Stereo matching - GC-Net network structure analysis

  1. First look at the code corresponding to the network structure diagram and the table of the network layer.
    Insert picture description here
    Insert picture description here

1. Unary Features feature extraction

1. Use 2-D convolution to extract deep features. First, use conv2d with fiter size: 5*5 and stride: 2 to reduce the input dimension (1/2H, 1/2W).

 imgl0=F.relu(self.bn0(self.conv0(imgLeft)))
 imgr0=F.relu(self.bn0(self.conv0(imgRight)))
self.conv0=nn.Conv2d(3,32,5,2,2)
self.bn0=nn.BatchNorm2d(32)

2. Followed by an 8-layer residual network.
Insert picture description here

  • Note that num_block[0] here, where the value is 8 represents eight-level residuals, and the variables are defined below
 self.res_block=self._make_layer(block,self.in_planes,32,num_block[0],stride=1)
 def _make_layer(self,block,in_planes,planes,num_block,stride):
        strides=[stride]+[1]*(num_block-1)
        layers=[]
        for step in strides:
            layers.append(block(in_planes,planes,step))
        return nn.Sequential(*layers)
  • Note that this'num_block' parameter is an array [8,1],
  • This for loop needs to pay attention, because the residual structure penetrates num_block=8, so here strides=[[1],[1],[1],[1],[1],[1],[1] ,[1]],step takes the value every time, so the stride passed to the block is stride=1

def GcNet(height,width,maxdisp):
    return GC_NET(BasicBlock,ThreeDConv,[8,1],height,width,maxdisp)
  • The following is a detailed analysis of the code details of the 8-level residuals
  • The residual structure consists of two layers of conv (input=32, output=32, kernel_size=3, stride=1, padding=1), a total of eight layers. The main function of this residual layer is to extract the'unary features' of the left and right images
class BasicBlock(nn.Module):  #basic block for Conv2d
    def __init__(self,in_planes,planes,stride=1):
        super(BasicBlock,self).__init__()
        self.conv1=nn.Conv2d(in_planes,planes,kernel_size=3,stride=stride,padding=1)
        self.bn1=nn.BatchNorm2d(planes)
        self.conv2=nn.Conv2d(planes,planes,kernel_size=3,stride=1,padding=1)
        self.bn2=nn.BatchNorm2d(planes)
        self.shortcut=nn.Sequential()
    def forward(self, x):
        out=F.relu(self.bn1(self.conv1(x)))
        out=self.bn2(self.conv2(out))
        out+=self.shortcut(x)
        out=F.relu(out)
        return out
  • Finally, a layer of (no RELU, no BN) convolution is passed. I don’t understand the role of this layer. Maybe it is to expand the field of perception?
   self.conv1=nn.Conv2d(32,32,3,1,1)

2. Form a cost volume

  • The'unary features' formed by the residual layer, through column splicing (why w is column splicing, please see the print result of my PSMNet ), forming a cost body of (1,64,96,1/2H,1/2W) size . I estimated this by referring to the output of PSMNet. I didn't run the code.
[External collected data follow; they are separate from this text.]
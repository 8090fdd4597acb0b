use tracing_subscriber::{layer::SubscriberExt, util::SubscriberInitExt};

/// Initialize structured JSON logging for a service.
///
/// `RUST_LOG` takes precedence over the configured level so operators can
/// raise verbosity without a redeploy.
pub fn init_tracing(service_name: &str, log_level: &str) {
    let env_filter = tracing_subscriber::EnvFilter::try_from_default_env()
        .unwrap_or_else(|_| tracing_subscriber::EnvFilter::new(log_level));

    tracing_subscriber::registry()
        .with(env_filter)
        .with(
            tracing_subscriber::fmt::layer()
                .with_file(true)
                .with_line_number(true)
                .json()
                .flatten_event(true),
        )
        .init();

    tracing::info!(service = %service_name, "Logging initialized");
}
To configure the environment, it is mainly to understand the idea.
 def cost_volume(self,imgl,imgr):
        B, C, H, W = imgl.size()
        cost_vol = torch.zeros(B, C * 2, self.maxdisp , H, W).type_as(imgl)
        for i in range(self.maxdisp):
            if i > 0:
                cost_vol[:, :C, i, :, i:] = imgl[:, :, :, i:]
                cost_vol[:, C:, i, :, i:] = imgr[:, :, :, :-i]
            else:
                cost_vol[:, :C, i, :, :] = imgl
                cost_vol[:, C:, i, :, :] = imgr
        return cost_vol
 cost_volum = self.cost_volume(imgl1, imgr1)
  • Through this splicing method, the feature dimensions and-are retained unary features, so that the network can learn absolute representationand can be combined with context. This splicing method is better than the distance measurement function (L1, L2, cosine)
  • The following explanation of cost volum is very vivid:
    (For a certain feature, the matching cost volume is a three-dimensional square, the first layer is the feature map when the disparity is 0, and the second layer is the feature map when the disparity is 1. By analogy, there is a total of maximum parallax + 1 layer, the length and width are respectively the size of the feature map, assuming a total of 10 features are extracted, there are 10 such three-dimensional squares)
    Insert picture description here

3. 3D convolutional downsampling (encoder)

1.The merged'cost volume' feature size=64, the feature size is reduced to 32 through two layers of conv3d.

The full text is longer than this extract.